PLF asks Washington Supreme Court to reconsider its decision to allow critical area planning to occur behind closed doors

October 27, 2015 | By BRIAN HODGES

Earlier this month, the Washington Supreme Court dealt a blow to transparent government when it ruled that a San Juan County committee, which included three of the county’s six-member council members, could meet behind doors to make important decisions regarding its critical areas ordinance update without violating the Open Public Meetings Act. We wrote about the decision here.

On Friday, PLF attorneys filed an amicus brief asking the Court to reconsider its opinion. The brief argues:

In this case of first impression, a majority of the Court interpreted the OPMA to excuse a legislatively-created committee—one tasked with the sole responsibility for “determining content and format of science syntheses, evaluation of regulations and recommendations” and consisting of three members of a six-member county council—from the Act’s open meetings requirements. In reaching that conclusion, the majority opinion failed to acknowledge that the San Juan County Council adopted two resolutions establishing the CAO Implementation team and delegating to it legislative tasks.
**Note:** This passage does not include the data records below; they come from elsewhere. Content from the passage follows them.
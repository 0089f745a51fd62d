use crate::MouthShape;

/// Preston-Blair mouth shape for an IPA symbol emitted by the recognizer.
/// Symbols missing from the table are shown as `rest`.
pub fn ipa_to_mouth_shape(symbol: &str) -> MouthShape {
    match symbol {
        "b" | "m" | "p" => MouthShape::Mbp,
        "f" | "v" => MouthShape::Fv,
        "n" | "s" | "z" => MouthShape::Etc,
        "ð" | "l" | "r" | "ɹ" | "ɻ" => MouthShape::L,
        "ɑ" | "æ" | "ɪ" | "aɪ" | "a" => MouthShape::Ai,
        "ɔ" | "o" | "ɒ" => MouthShape::O,
        "ʊ" | "u" | "ɯ" => MouthShape::U,
        "ʧ" | "ʤ" | "ʃ" | "ʒ" | "w" | "ɚ" | "ɝ" | "aʊ" | "oʊ" | "ɔɪ" => MouthShape::Wq,
        "d" | "g" | "ɡ" | "h" | "k" | "ŋ" | "t" | "θ" | "j" | "ə" | "ʌ" | "ɛ" | "i" | "eɪ"
        | "e" => MouthShape::E,
        "x" => MouthShape::Other("N".to_string()),
        _ => MouthShape::Rest,
    }
}

#[cfg(test)]
mod tests {
    use super::*;

    #[test]
    fn maps_consonants_and_vowels() {
        assert_eq!(ipa_to_mouth_shape("m"), MouthShape::Mbp);
        assert_eq!(ipa_to_mouth_shape("θ"), MouthShape::E);
        assert_eq!(ipa_to_mouth_shape("aɪ"), MouthShape::Ai);
        assert_eq!(ipa_to_mouth_shape("oʊ"), MouthShape::Wq);
        assert_eq!(ipa_to_mouth_shape("ɡ"), MouthShape::E);
        assert_eq!(ipa_to_mouth_shape("x").to_string(), "N");
    }

    #[test]
    fn unknown_and_silence_symbols_rest() {
        assert_eq!(ipa_to_mouth_shape("ʔ"), MouthShape::Rest);
        assert_eq!(ipa_to_mouth_shape("-"), MouthShape::Rest);
        assert_eq!(ipa_to_mouth_shape("q"), MouthShape::Rest);
        assert_eq!(ipa_to_mouth_shape(""), MouthShape::Rest);
    }
}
The opinion also failed to give any significance to the fact that the committee included enough council members to determine the County’s critical areas policy. As construed by the majority, the OPMA operates to perpetuate the very evil it was intended to cure—the opinion creates a roadmap for government bodies to meet behind closed doors to deliberate on matters of public importance. The public deserves a government that operates in the light of day.